- Prompt
Once you find the line with "#[derive(Clone, Debug, Default, PartialEq)]" in the entries below, return exactly every line from it through the line with "a file path.".

——

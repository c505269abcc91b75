//! Minimal OBJ parser supporting positions, normals, texture coordinates and
//! triangle/quad faces. Materials, groups and smoothing are skipped.

use std::{
    fs::File,
    io::{self, BufRead, BufReader},
    path::Path,
};

use crate::error::{AssetError, AssetResult};

/// Directives that are understood but carry nothing we use.
const IGNORED_TOKENS: [&str; 4] = ["mtllib", "o", "usemtl", "s"];

#[derive(Clone, Copy, Debug, Default, PartialEq)]
pub struct Position {
    pub x: f32,
    pub y: f32,
    pub z: f32,
}

#[derive(Clone, Copy, Debug, Default, PartialEq)]
pub struct Normal {
    pub nx: f32,
    pub ny: f32,
    pub nz: f32,
}

#[derive(Clone, Copy, Debug, Default, PartialEq)]
pub struct Uv {
    pub u: f32,
    pub v: f32,
}

/// Attribute indices of one polygon corner, already converted to 0-based.
#[derive(Clone, Copy, Debug, Default, PartialEq, Eq)]
pub struct FaceCorner {
    pub vertex: usize,
    pub uv: Option<usize>,
    pub normal: Option<usize>,
}

/// Triangle, or quad when `i3` is set.
#[derive(Clone, Copy, Debug, PartialEq, Eq)]
pub struct Face {
    pub i0: FaceCorner,
    pub i1: FaceCorner,
    pub i2: FaceCorner,
    pub i3: Option<FaceCorner>,
}

impl Face {
    pub fn is_quad(&self) -> bool {
        self.i3.is_some()
    }
}

/// A directive we did not recognize. `line` is 1-based.
#[derive(Clone, Debug, PartialEq, Eq)]
pub struct UnknownDirective {
    pub line: usize,
    pub token: String,
}

/// Parsed OBJ contents. Indices in `faces` are not range-checked here; see
/// [`crate::mesh::assemble`].
#[derive(Clone, Debug, Default, PartialEq)]
pub struct Model {
    pub positions: Vec<Position>,
    pub normals: Vec<Normal>,
    pub uvs: Vec<Uv>,
    pub faces: Vec<Face>,
    pub unknown: Vec<UnknownDirective>,
}

enum Token {
    Vertex,
    Normal,
    Uv,
    Face,
    Ignored,
    Unknown,
}

fn tokenize(tag: &str) -> Token {
    match tag {
        "v" => Token::Vertex,
        "vn" => Token::Normal,
        "vt" => Token::Uv,
        "f" => Token::Face,
        other if IGNORED_TOKENS.contains(&other) => Token::Ignored,
        _ => Token::Unknown,
    }
}

/// Load an OBJ model from a file path.
pub fn load_obj_from_path(path: impl AsRef<Path>) -> AssetResult<Model> {
    let path = path.as_ref();
    log::info!("Loading obj file {}", path.display());
    let file = File::open(path).map_err(|err| AssetError::read(path, err))?;
    load_obj_from_reader(BufReader::new(file))
}

/// Load an OBJ model from a [`BufRead`] implementation.
pub fn load_obj_from_reader<R: BufRead>(reader: R) -> AssetResult<Model> {
    parse_obj(reader)
}

/// Convenience helper to parse an OBJ string literal.
pub fn load_obj_from_str(contents: &str) -> AssetResult<Model> {
    parse_obj(io::Cursor::new(contents))
}

fn parse_obj<R: BufRead>(reader: R) -> AssetResult<Model> {
    let mut model = Model::default();

    for (line_no, line) in reader.lines().enumerate() {
        let line = line.map_err(|err| {
            AssetError::format(line_no, format!("failed to read line: {}", err))
        })?;
        let trimmed = line.trim();
        if trimmed.is_empty() || trimmed.starts_with('#') {
            continue;
        }

        let (tag, rest) = trimmed
            .split_once(char::is_whitespace)
            .unwrap_or((trimmed, ""));

        match tokenize(tag) {
            Token::Vertex => {
                let [x, y, z] = parse_floats(rest, line_no, trimmed)?;
                model.positions.push(Position { x, y, z });
            }
            Token::Normal => {
                let [nx, ny, nz] = parse_floats(rest, line_no, trimmed)?;
                model.normals.push(Normal { nx, ny, nz });
            }
            Token::Uv => {
                let [u, v] = parse_floats(rest, line_no, trimmed)?;
                model.uvs.push(Uv { u, v });
            }
            Token::Face => model.faces.push(parse_face(rest, line_no, trimmed)?),
            Token::Ignored => {}
            Token::Unknown => {
                log::warn!("Unknown OBJ token '{}' on line {}", tag, line_no + 1);
                model.unknown.push(UnknownDirective {
                    line: line_no + 1,
                    token: tag.to_owned(),
                });
            }
        }
    }

    Ok(model)
}

/// Parse exactly `N` whitespace-separated floats.
fn parse_floats<const N: usize>(rest: &str, line_no: usize, line: &str) -> AssetResult<[f32; N]> {
    let fields: Vec<&str> = rest.split_whitespace().collect();
    if fields.len() != N {
        return Err(AssetError::format(
            line_no,
            format!("expected {} values, found {}: '{}'", N, fields.len(), line),
        ));
    }

    let mut out = [0.0_f32; N];
    for (slot, field) in out.iter_mut().zip(fields) {
        *slot = field.parse::<f32>().map_err(|_| {
            AssetError::format(line_no, format!("invalid number '{}': '{}'", field, line))
        })?;
    }
    Ok(out)
}

fn parse_face(rest: &str, line_no: usize, line: &str) -> AssetResult<Face> {
    let corners = rest
        .split_whitespace()
        .map(|token| parse_corner(token, line_no))
        .collect::<AssetResult<Vec<_>>>()?;

    match corners[..] {
        [i0, i1, i2] => Ok(Face { i0, i1, i2, i3: None }),
        [i0, i1, i2, i3] => Ok(Face {
            i0,
            i1,
            i2,
            i3: Some(i3),
        }),
        _ => Err(AssetError::format(
            line_no,
            format!("faces need 3 or 4 corners, found {}: '{}'", corners.len(), line),
        )),
    }
}

/// `v`, `v/vt`, `v/vt/vn` or `v//vn`. Empty optional fields are absent.
fn parse_corner(token: &str, line_no: usize) -> AssetResult<FaceCorner> {
    let fields: Vec<&str> = token.split('/').collect();
    let (vertex, uv, normal) = match fields[..] {
        [v] => (v, "", ""),
        [v, vt] => (v, vt, ""),
        [v, vt, vn] => (v, vt, vn),
        _ => {
            return Err(AssetError::format(
                line_no,
                format!("face corner '{}' has more than 3 fields", token),
            ));
        }
    };

    if vertex.is_empty() {
        return Err(AssetError::format(
            line_no,
            format!("face corner '{}' is missing its vertex index", token),
        ));
    }

    Ok(FaceCorner {
        vertex: parse_index(vertex, token, line_no)?,
        uv: parse_optional_index(uv, token, line_no)?,
        normal: parse_optional_index(normal, token, line_no)?,
    })
}

fn parse_optional_index(field: &str, token: &str, line_no: usize) -> AssetResult<Option<usize>> {
    if field.is_empty() {
        Ok(None)
    } else {
        parse_index(field, token, line_no).map(Some)
    }
}

/// 1-based OBJ index to 0-based.
fn parse_index(field: &str, token: &str, line_no: usize) -> AssetResult<usize> {
    let raw = field.parse::<i64>().map_err(|_| {
        AssetError::format(
            line_no,
            format!("invalid index '{}' in face corner '{}'", field, token),
        )
    })?;
    if raw < 1 {
        return Err(AssetError::format(
            line_no,
            format!("OBJ indices are 1-based; found {} in '{}'", raw, token),
        ));
    }
    usize::try_from(raw - 1).map_err(|_| {
        AssetError::format(line_no, format!("index {} does not fit in memory", raw))
    })
}
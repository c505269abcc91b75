//! Core shared types: math re-exports, errors, viewer camera and the
//! application state synchronized across render nodes.

pub use glam::{Mat4, Quat, Vec3, vec3};

pub mod camera;
pub mod error;
pub mod state;

pub use error::{CoreError, CoreResult};
pub use state::{AppState, Key, MouseButton};
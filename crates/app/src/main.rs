//! Entry point for wallmapper.
//! Loads the scene, then drives the image caches for a number of frames.

mod config;
mod scene;

use std::path::PathBuf;

use anyhow::Result;

use crate::{
    config::{DEFAULT_CONFIG, SceneConfig, find_config},
    scene::Scene,
};

fn parse_config_arg() -> PathBuf {
    // --config=path/to/wallmapper.toml
    std::env::args()
        .find_map(|arg| arg.strip_prefix("--config=").map(PathBuf::from))
        .unwrap_or_else(|| PathBuf::from(DEFAULT_CONFIG))
}

fn parse_frames_arg() -> u32 {
    for arg in std::env::args() {
        if let Some(val) = arg.strip_prefix("--frames=") {
            match val.parse::<u32>() {
                Ok(n) => return n,
                Err(_) => log::warn!("Invalid --frames value '{}', using 1", val),
            }
        }
    }
    1
}

fn parse_flag(name: &str) -> Option<bool> {
    // --flag[=on|off]
    for arg in std::env::args() {
        if arg == name {
            return Some(true);
        }
        if let Some(val) = arg.strip_prefix(name).and_then(|v| v.strip_prefix('=')) {
            return Some(matches!(
                val.to_ascii_lowercase().as_str(),
                "1" | "true" | "on" | "yes"
            ));
        }
    }
    None
}

fn main() -> Result<()> {
    env_logger::Builder::from_env(env_logger::Env::default().default_filter_or("info")).init();

    let config_path = find_config(&parse_config_arg())?;
    let mut config = SceneConfig::load(&config_path)?;
    if let Some(corners) = parse_flag("--print-corners") {
        config.misc.output_corner_vertices = corners;
    }
    let frames = parse_frames_arg();
    let play = parse_flag("--play").unwrap_or(false);

    log::info!(
        "Starting wallmapper. config={}, objects={}, frames={}, play={}",
        config_path.display(),
        config.objects.len(),
        frames,
        play
    );

    let mut scene = Scene::init(&config)?;
    for object in &scene.objects {
        log::debug!(
            "'{}' vertex buffer: {} vertices, {} bytes",
            object.name,
            object.mesh.vertex_count(),
            object.mesh.as_bytes().len()
        );
    }
    scene.state.playing = play;

    for _ in 0..frames {
        scene.frame();
        for line in scene.overlay_lines() {
            log::debug!("{}", line);
        }
    }

    for line in scene.overlay_lines() {
        log::info!("{}", line);
    }
    log::info!("Resident textures: {}", scene.resident_textures());
    log::info!("Graceful shutdown. Bye!");
    Ok(())
}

——

- Your response
#[derive(Clone, Debug, Default, PartialEq)]
pub struct Model {
    pub positions: Vec<Position>,
    pub normals: Vec<Normal>,
    pub uvs: Vec<Uv>,
    pub faces: Vec<Face>,
    pub unknown: Vec<UnknownDirective>,
}

enum Token {
    Vertex,
    Normal,
    Uv,
    Face,
    Ignored,
    Unknown,
}

fn tokenize(tag: &str) -> Token {
    match tag {
        "v" => Token::Vertex,
        "vn" => Token::Normal,
        "vt" => Token::Uv,
        "f" => Token::Face,
        other if IGNORED_TOKENS.contains(&other) => Token::Ignored,
        _ => Token::Unknown,
    }
}

/// Load an OBJ model from a file path.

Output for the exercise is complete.